As preparation for reading the lastest novel, which would now pick up the story where Frank Herbert left it when he died in 1986, I went back and reread the last three novels Frank Herbert wrote in the series because I could not really recall the details having read them 20 years earlier, and only once at that time. I was struck by how good they really were. If you have never read the Dune novels, you should, but if you haven't, start with the son's and his cowriter's Dune novels starting with The Butlerian Jihad. It will make for an entertaining summer of reading since there are 13 books altogether with another due out next month.

Posted by: Yancey Ward at Jul 1, 2007 2:01:11 PM

Dude, have you read *any* of the SF that's been coming out of Britain in the past ten years? I'd really love to hear your comments on the econ in Ken MacLeod's "Fall Revolution" tetralogy; I'd love even more to hear you claim with a straight face that Crichton is anywhere near as good as him. Same goes for Iain Banks' Culture books. Charles Stross and Alistair Reynolds are not as amazing but still way better than Crichton.

Then there's Gene Wolfe's _Book of the New Sun_, Connie Willis's _Doomsday Book_, Stephenson's _Snow Crash_ and _Diamond Age_, Egan's _Permutation City_, Kim Stanley Robinson's early stuff (try _The Gold Coast_ or _Red Mars_-- later on he gets on his stupid socialist high horse, sigh), et multae cetera.

Posted by: Nicholas Weininger at Jul 1, 2007 2:01:42 PM

I thoroughly enjoyed them as they filled in the unwritten history of the original six novels. And I would recommend them to anyone who liked the original novels.

What's funny is that I came to the diametric opposite of your conclusion. I read the first two of the prequels, decided they were pretty terrible, and then went back to the originals. What I discovered was a series that got worse and worse the more I read of it, and the only conclusion I could make was that in high school I just had a higher tolerance for tedious writing. All of Herbert's original stuff was on a different level than the prequels, though.

Posted by: perianwyr at Jul 1, 2007 2:09:27 PM

perianwyr,

Hey, taste is a personal matter. I do agree with your last sentence, however.

Posted by: Yancey Ward at Jul 1, 2007 2:50:25 PM

I'd like to put in a plug for CJ Cherryh's Foriegner series. Interspecies interaction that feels realistic, humanoid aliens who aren't too alien but just enough that humans consistently misunderstand them, as well as complex diplomatic intrigue and characters you really start to care about.

Posted by: srp at Jul 1, 2007 3:00:37 PM

Michael Crichton???

I can't begin to describe how much of my respect you've lost with this single statement.

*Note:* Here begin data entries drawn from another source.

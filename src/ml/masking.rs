// ============================================================
// Layer 5 — Masking Policy
// ============================================================
// The BERT token-corruption scheme applied to every batch before
// the forward pass:
//
//   select 15% of maskable positions, then per selected token
//     80% → replace with [MASK]
//     10% → replace with a random vocabulary token
//     10% → leave unchanged
//
// Special tokens ([CLS], [SEP], [PAD]) are never selected —
// corrupting a boundary token would also corrupt the segment-id
// derivation on the model side.

use rand::Rng;

use crate::data::corpus::SpecialTokens;
use crate::domain::traits::MaskingPolicy;

pub struct BertMasking {
    specials: SpecialTokens,
    vocab_size: u32,
    select_prob: f64,
    mask_prob: f64,
    randomize_prob: f64,
}

impl BertMasking {
    pub fn new(
        specials: SpecialTokens,
        vocab_size: u32,
        select_prob: f64,
        mask_prob: f64,
        randomize_prob: f64,
    ) -> Self {
        assert!(mask_prob + randomize_prob <= 1.0);
        Self { specials, vocab_size, select_prob, mask_prob, randomize_prob }
    }

    /// The published BERT probabilities: 0.15 / 0.8 / 0.1.
    pub fn bert_defaults(specials: SpecialTokens, vocab_size: u32) -> Self {
        Self::new(specials, vocab_size, 0.15, 0.8, 0.1)
    }

    fn is_maskable(&self, id: u32) -> bool {
        id != self.specials.cls && id != self.specials.sep && id != self.specials.pad
    }
}

impl MaskingPolicy for BertMasking {
    fn apply(&self, token_ids: &[Vec<u32>]) -> Vec<Vec<u32>> {
        let mut rng = rand::thread_rng();

        token_ids
            .iter()
            .map(|row| {
                row.iter()
                    .map(|&id| {
                        if !self.is_maskable(id) || !rng.gen_bool(self.select_prob) {
                            return id;
                        }
                        let roll: f64 = rng.gen();
                        if roll < self.mask_prob {
                            self.specials.mask
                        } else if roll < self.mask_prob + self.randomize_prob {
                            rng.gen_range(0..self.vocab_size)
                        } else {
                            id
                        }
                    })
                    .collect()
            })
            .collect()
    }
}

// ─── Unit Tests ───────────────────────────────────────────────────────────────
#[cfg(test)]
mod tests {
    use super::*;
    use crate::data::corpus::tests::test_specials;

    #[test]
    fn special_tokens_are_never_touched() {
        let masking = BertMasking::new(test_specials(), 100, 1.0, 1.0, 0.0);
        let row = vec![1, 50, 2, 60, 2, 0, 0];
        let masked = &masking.apply(&[row])[0];

        assert_eq!(masked[0], 1); // [CLS]
        assert_eq!(masked[2], 2); // [SEP]
        assert_eq!(masked[4], 2);
        assert_eq!(masked[5], 0); // [PAD]
        assert_eq!(masked[6], 0);
        // With select=1.0 and mask=1.0 both content tokens flip
        assert_eq!(masked[1], 4); // [MASK]
        assert_eq!(masked[3], 4);
    }

    #[test]
    fn selection_rate_tracks_select_prob() {
        let masking = BertMasking::new(test_specials(), 1000, 0.15, 1.0, 0.0);
        let row = vec![500u32; 20_000];
        let masked = &masking.apply(&[row.clone()])[0];

        let changed = masked.iter().filter(|&&id| id == 4).count();
        let rate = changed as f64 / row.len() as f64;
        assert!((0.12..0.18).contains(&rate), "selection rate was {rate}");
    }

    #[test]
    fn input_rows_are_left_intact() {
        let masking = BertMasking::bert_defaults(test_specials(), 1000);
        let rows = vec![vec![10, 11, 12, 13], vec![14, 15, 16, 17]];
        let _ = masking.apply(&rows);
        assert_eq!(rows, vec![vec![10, 11, 12, 13], vec![14, 15, 16, 17]]);
    }
}
// ============================================================
// Layer 5 — Gradient Scaler
// ============================================================
// Loss scaling for mixed-precision training. Half-precision
// gradients underflow to zero for small loss values, so the loss
// is multiplied by a large scale before backprop and gradients
// are divided by the same scale before the optimizer update.
//
// The scale adapts:
//   - a non-finite gradient means the scale overflowed the
//     half-precision range: skip the update, multiply the scale
//     by the backoff factor
//   - after `growth_interval` consecutive clean steps, multiply
//     the scale by the growth factor to creep back up
//
// Disabled mode is the guaranteed full-precision fallback: the
// scale is pinned to 1.0 and every update is applied.
//
// The adaptive state is part of the checkpoint record so a
// resumed run continues with bit-identical scaler behaviour.

use anyhow::Result;
use serde::{Deserialize, Serialize};

use crate::domain::traits::PretrainStepper;

/// Serializable scaler state, persisted in every checkpoint.
#[derive(Debug, Clone, PartialEq, Serialize, Deserialize)]
pub struct GradScalerState {
    pub scale: f32,
    pub growth_factor: f32,
    pub backoff_factor: f32,
    pub growth_interval: u32,
    pub growth_streak: u32,
}

impl Default for GradScalerState {
    fn default() -> Self {
        Self {
            scale: 65536.0,
            growth_factor: 2.0,
            backoff_factor: 0.5,
            growth_interval: 2000,
            growth_streak: 0,
        }
    }
}

pub struct GradScaler {
    enabled: bool,
    state: GradScalerState,
}

impl GradScaler {
    pub fn new(enabled: bool) -> Self {
        Self { enabled, state: GradScalerState::default() }
    }

    /// The factor to multiply the loss by before backprop.
    pub fn loss_scale(&self) -> f32 {
        if self.enabled {
            self.state.scale
        } else {
            1.0
        }
    }

    /// Gate the optimizer update on gradient health.
    ///
    /// `grads_finite` is the stepper's report from backward.
    /// Returns true if the update was applied, false if it was
    /// skipped because of overflow.
    pub fn step<S: PretrainStepper + ?Sized>(
        &mut self,
        stepper: &mut S,
        grads_finite: bool,
    ) -> Result<bool> {
        if !self.enabled {
            stepper.apply_update(1.0)?;
            return Ok(true);
        }

        if !grads_finite {
            self.state.scale *= self.state.backoff_factor;
            self.state.growth_streak = 0;
            tracing::debug!("Non-finite gradients; loss scale backed off to {}", self.state.scale);
            return Ok(false);
        }

        stepper.apply_update(1.0 / self.state.scale)?;
        self.state.growth_streak += 1;
        if self.state.growth_streak >= self.state.growth_interval {
            self.state.scale *= self.state.growth_factor;
            self.state.growth_streak = 0;
        }
        Ok(true)
    }

    pub fn state(&self) -> &GradScalerState {
        &self.state
    }

    pub fn load_state(&mut self, state: GradScalerState) {
        self.state = state;
    }
}

// ─── Unit Tests ───────────────────────────────────────────────────────────────
#[cfg(test)]
mod tests {
    use super::*;
    use crate::data::batcher::PretrainBatch;
    use crate::domain::traits::StepLosses;

    /// Records the inverse scales it was asked to apply.
    struct RecordingStepper {
        applied: Vec<f32>,
    }

    impl PretrainStepper for RecordingStepper {
        fn forward(&mut self, _: &PretrainBatch, _: bool) -> Result<StepLosses> {
            Ok(StepLosses { nsp: 0.0, mlm: 0.0 })
        }
        fn backward(&mut self, _: f32) -> Result<bool> {
            Ok(true)
        }
        fn apply_update(&mut self, inv_scale: f32) -> Result<()> {
            self.applied.push(inv_scale);
            Ok(())
        }
        fn model_state(&self) -> Result<Vec<u8>> {
            Ok(Vec::new())
        }
        fn optimizer_state(&self) -> Result<Vec<u8>> {
            Ok(Vec::new())
        }
        fn load_model_state(&mut self, _: &[u8]) -> Result<()> {
            Ok(())
        }
        fn load_optimizer_state(&mut self, _: &[u8]) -> Result<()> {
            Ok(())
        }
    }

    #[test]
    fn disabled_scaler_is_plain_full_precision() {
        let mut scaler = GradScaler::new(false);
        let mut stepper = RecordingStepper { applied: Vec::new() };

        assert_eq!(scaler.loss_scale(), 1.0);
        assert!(scaler.step(&mut stepper, true).unwrap());
        // Even a "non-finite" report applies: overflow handling
        // only exists under mixed precision
        assert!(scaler.step(&mut stepper, false).unwrap());
        assert_eq!(stepper.applied, vec![1.0, 1.0]);
        assert_eq!(scaler.loss_scale(), 1.0);
    }

    #[test]
    fn overflow_skips_update_and_backs_off() {
        let mut scaler = GradScaler::new(true);
        let mut stepper = RecordingStepper { applied: Vec::new() };
        let initial = scaler.loss_scale();

        assert!(!scaler.step(&mut stepper, false).unwrap());
        assert!(stepper.applied.is_empty());
        assert_eq!(scaler.loss_scale(), initial * 0.5);
    }

    #[test]
    fn clean_steps_unscale_and_eventually_grow() {
        let mut scaler = GradScaler::new(true);
        scaler.state.growth_interval = 3;
        let mut stepper = RecordingStepper { applied: Vec::new() };
        let initial = scaler.loss_scale();

        for _ in 0..3 {
            assert!(scaler.step(&mut stepper, true).unwrap());
        }
        assert_eq!(stepper.applied, vec![1.0 / initial; 3]);
        assert_eq!(scaler.loss_scale(), initial * 2.0);
        assert_eq!(scaler.state().growth_streak, 0);
    }

    #[test]
    fn overflow_resets_growth_streak() {
        let mut scaler = GradScaler::new(true);
        scaler.state.growth_interval = 2;
        let mut stepper = RecordingStepper { applied: Vec::new() };

        scaler.step(&mut stepper, true).unwrap();
        scaler.step(&mut stepper, false).unwrap();
        assert_eq!(scaler.state().growth_streak, 0);
    }

    #[test]
    fn state_round_trips_through_serde() {
        let mut scaler = GradScaler::new(true);
        scaler.step(&mut RecordingStepper { applied: Vec::new() }, false).unwrap();

        let bytes = bincode::serialize(scaler.state()).unwrap();
        let restored: GradScalerState = bincode::deserialize(&bytes).unwrap();
        assert_eq!(&restored, scaler.state());
    }
}
use std::fmt;

/// Lifecycle of the storage connection. `Closed` is terminal.
#[derive(Debug, Clone, Copy, PartialEq, Eq, Hash)]
pub enum ConnectionState {
    Connecting,
    Open,
    Closed,
}

impl ConnectionState {
    pub fn can_transition_to(self, next: ConnectionState) -> bool {
        use ConnectionState::*;
        matches!(
            (self, next),
            (Connecting, Open) | (Connecting, Closed) | (Open, Closed)
        )
    }

    pub fn is_open(self) -> bool {
        self == ConnectionState::Open
    }
}

impl fmt::Display for ConnectionState {
    fn fmt(&self, f: &mut fmt::Formatter<'_>) -> fmt::Result {
        let name = match self {
            ConnectionState::Connecting => "connecting",
            ConnectionState::Open => "open",
            ConnectionState::Closed => "closed",
        };
        f.write_str(name)
    }
}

And yes, I've actually read quite a few of his books while stuck in airports, etc. They all seem to read like bad screenplays with cardboard characters and one interesting idea that gets completely wasted as it all ends in a prolonged chase scene. Horrible.

Posted by: Chukuang at Jul 1, 2007 3:21:04 PM

Should have mentioned a novel to go with my mention of A.E. Van Vogt. That would be
The World of Null-A and its sequels.

Posted by: Barkley Rosser at Jul 1, 2007 3:25:57 PM

Vinge, Stephenson, Stross!

Sphere is awful. It's a crime against man and beast alike. Did you hit your head recently?

Posted by: Gre at Jul 1, 2007 4:16:34 PM

I have to very whole-heartedly agree with the commenter that cited Gene Wolfe and his beautiful, haunting series the Book of the New Sun. I recommend it to any SciFi fan seeking something a cut above the rest.